§ What to do: Transcribe all of the data exactly, leaving nothing out.

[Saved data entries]
------------------------------

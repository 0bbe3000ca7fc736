//! Stop-word removal over terms, term lists and collections.
//!
//! Typical flow: build a stop-word list with
//! [`crate::stopwords::load_stop_word_list`] or
//! [`crate::stopwords::create_stop_word_list_by_frequency`], then run
//! [`filter_collection`] to give every document its `filtered_terms`.
//!
//! # Examples
//!
//! ```
//! use stoplist::cleanup::{filter_collection, filter_term_list, is_stop_word};
//! use stoplist::document::Document;
//!
//! assert!(is_stop_word("THE", &["the", "a"]));
//! assert!(!is_stop_word("the", &["THE"]));
//!
//! assert_eq!(filter_term_list(&["The", "dog's", "bone"], &["the"]), vec!["dog", "bone"]);
//!
//! let mut collection = vec![Document::from_raw_text(0, "Fable", "The fox's tail.")];
//! filter_collection(&mut collection, &["the"]);
//! assert_eq!(collection[0].filtered_terms, vec!["fox", "tail"]);
//! ```

use log::trace;

use crate::analysis::token::terms_to_stream;
use crate::analysis::token_filter::Filter;
use crate::analysis::token_filter::normalize::NormalizeFilter;
use crate::analysis::token_filter::stop::StopFilter;
use crate::document::CorpusDocument;

pub use crate::analysis::normalizer::normalize as remove_symbols;
pub use crate::stopwords::{
    create_stop_word_list_by_frequency, derive_stop_words, load_stop_word_list,
};

/// Check whether `term` is a stop word.
///
/// The term is lowercased, the list entries are compared as they are. A list
/// holding uppercase entries never matches; lists read by
/// [`load_stop_word_list`] are lowercase already.
pub fn is_stop_word<S: AsRef<str>>(term: &str, stop_words: &[S]) -> bool {
    let term = term.to_lowercase();
    stop_words.iter().any(|word| word.as_ref() == term)
}

/// Normalize each term and drop the ones that are stop words.
///
/// Each list element is normalized as a whole unit and the *normalized* terms
/// are returned, in input order, duplicates kept. Terms that normalize to the
/// empty string are kept unless `""` is itself a stop word.
pub fn filter_term_list<T, S>(terms: &[T], stop_words: &[S]) -> Vec<String>
where
    T: AsRef<str>,
    S: AsRef<str>,
{
    let filter = StopFilter::from_words(stop_words.iter().map(|w| w.as_ref().to_owned()));
    filter_terms_with(&filter, terms)
}

/// [`filter_term_list`] with a prebuilt [`StopFilter`].
pub fn filter_terms_with<T: AsRef<str>>(filter: &StopFilter, terms: &[T]) -> Vec<String> {
    let tokens = terms_to_stream(terms.iter().map(|t| t.as_ref().to_owned()));
    let normalized = NormalizeFilter::new().filter(tokens);
    filter.filter(normalized).map(|token| token.text).collect()
}

/// For each term, whether its normalized form is a stop word.
///
/// ```
/// use stoplist::cleanup::stop_word_mask;
///
/// assert_eq!(stop_word_mask(&["The", "Fox", "and"], &["the", "and"]), vec![true, false, true]);
/// ```
pub fn stop_word_mask<T, S>(terms: &[T], stop_words: &[S]) -> Vec<bool>
where
    T: AsRef<str>,
    S: AsRef<str>,
{
    let filter = StopFilter::from_words(stop_words.iter().map(|w| w.as_ref().to_owned()))
        .remove_stopped(false);
    let tokens = terms_to_stream(terms.iter().map(|t| t.as_ref().to_owned()));
    let normalized = NormalizeFilter::new().filter(tokens);
    filter.filter(normalized).map(|token| token.is_stopped()).collect()
}

/// Write the stop-word-filtered term list of every document to its
/// `filtered_terms`. Raw text and terms are left untouched.
pub fn filter_collection<'a, D, I, S>(collection: I, stop_words: &[S])
where
    D: CorpusDocument + 'a,
    I: IntoIterator<Item = &'a mut D>,
    S: AsRef<str>,
{
    let filter = StopFilter::from_words(stop_words.iter().map(|w| w.as_ref().to_owned()));
    filter_collection_with(collection, &filter);
}

/// [`filter_collection`] with a prebuilt [`StopFilter`].
pub fn filter_collection_with<'a, D, I>(collection: I, filter: &StopFilter)
where
    D: CorpusDocument + 'a,
    I: IntoIterator<Item = &'a mut D>,
{
    for (index, document) in collection.into_iter().enumerate() {
        let filtered_terms = filter_terms_with(filter, document.terms());
        trace!(
            "Document {index}: kept {} of {} terms",
            filtered_terms.len(),
            document.terms().len()
        );
        document.set_filtered_terms(filtered_terms);
    }
}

------------------------------

§ Answer below:
repository 0bbe3000ca7fc736
//! Stop-word removal over terms, term lists and collections.
//!
//! Typical flow: build a stop-word list with
//! [`crate::stopwords::load_stop_word_list`] or
//! [`crate::stopwords::create_stop_word_list_by_frequency`], then run
//! [`filter_collection`] to give every document its `filtered_terms`.
//!
//! # Examples
//!
//! ```
//! use stoplist::cleanup::{filter_collection, filter_term_list, is_stop_word};
//! use stoplist::document::Document;
//!
//! assert!(is_stop_word("THE", &["the", "a"]));
//! assert!(!is_stop_word("the", &["THE"]));
//!
//! assert_eq!(filter_term_list(&["The", "dog's", "bone"], &["the"]), vec!["dog", "bone"]);
//!
//! let mut collection = vec![Document::from_raw_text(0, "Fable", "The fox's tail.")];
//! filter_collection(&mut collection, &["the"]);
//! assert_eq!(collection[0].filtered_terms, vec!["fox", "tail"]);
//! ```

use log::trace;

use crate::analysis::token::terms_to_stream;
use crate::analysis::token_filter::Filter;
use crate::analysis::token_filter::normalize::NormalizeFilter;
use crate::analysis::token_filter::stop::StopFilter;
use crate::document::CorpusDocument;

pub use crate::analysis::normalizer::normalize as remove_symbols;
pub use crate::stopwords::{
    create_stop_word_list_by_frequency, derive_stop_words, load_stop_word_list,
};

/// Check whether `term` is a stop word.
///
/// The term is lowercased, the list entries are compared as they are. A list
/// holding uppercase entries never matches; lists read by
/// [`load_stop_word_list`] are lowercase already.
pub fn is_stop_word<S: AsRef<str>>(term: &str, stop_words: &[S]) -> bool {
    let term = term.to_lowercase();
    stop_words.iter().any(|word| word.as_ref() == term)
}

/// Normalize each term and drop the ones that are stop words.
///
/// Each list element is normalized as a whole unit and the *normalized* terms
/// are returned, in input order, duplicates kept. Terms that normalize to the
/// empty string are kept unless `""` is itself a stop word.
pub fn filter_term_list<T, S>(terms: &[T], stop_words: &[S]) -> Vec<String>
where
    T: AsRef<str>,
    S: AsRef<str>,
{
    let filter = StopFilter::from_words(stop_words.iter().map(|w| w.as_ref().to_owned()));
    filter_terms_with(&filter, terms)
}

/// [`filter_term_list`] with a prebuilt [`StopFilter`].
pub fn filter_terms_with<T: AsRef<str>>(filter: &StopFilter, terms: &[T]) -> Vec<String> {
    let tokens = terms_to_stream(terms.iter().map(|t| t.as_ref().to_owned()));
    let normalized = NormalizeFilter::new().filter(tokens);
    filter.filter(normalized).map(|token| token.text).collect()
}

/// For each term, whether its normalized form is a stop word.
///
/// ```
/// use stoplist::cleanup::stop_word_mask;
///
/// assert_eq!(stop_word_mask(&["The", "Fox", "and"], &["the", "and"]), vec![true, false, true]);
/// ```
pub fn stop_word_mask<T, S>(terms: &[T], stop_words: &[S]) -> Vec<bool>
where
    T: AsRef<str>,
    S: AsRef<str>,
{
    let filter = StopFilter::from_words(stop_words.iter().map(|w| w.as_ref().to_owned()))
        .remove_stopped(false);
    let tokens = terms_to_stream(terms.iter().map(|t| t.as_ref().to_owned()));
    let normalized = NormalizeFilter::new().filter(tokens);
    filter.filter(normalized).map(|token| token.is_stopped()).collect()
}

/// Write the stop-word-filtered term list of every document to its
/// `filtered_terms`. Raw text and terms are left untouched.
pub fn filter_collection<'a, D, I, S>(collection: I, stop_words: &[S])
where
    D: CorpusDocument + 'a,
    I: IntoIterator<Item = &'a mut D>,
    S: AsRef<str>,
{
    let filter = StopFilter::from_words(stop_words.iter().map(|w| w.as_ref().to_owned()));
    filter_collection_with(collection, &filter);
}

/// [`filter_collection`] with a prebuilt [`StopFilter`].
pub fn filter_collection_with<'a, D, I>(collection: I, filter: &StopFilter)
where
    D: CorpusDocument + 'a,
    I: IntoIterator<Item = &'a mut D>,
{
    for (index, document) in collection.into_iter().enumerate() {
        let filtered_terms = filter_terms_with(filter, document.terms());
        trace!(
            "Document {index}: kept {} of {} terms",
            filtered_terms.len(),
            document.terms().len()
        );
        document.set_filtered_terms(filtered_terms);
    }
}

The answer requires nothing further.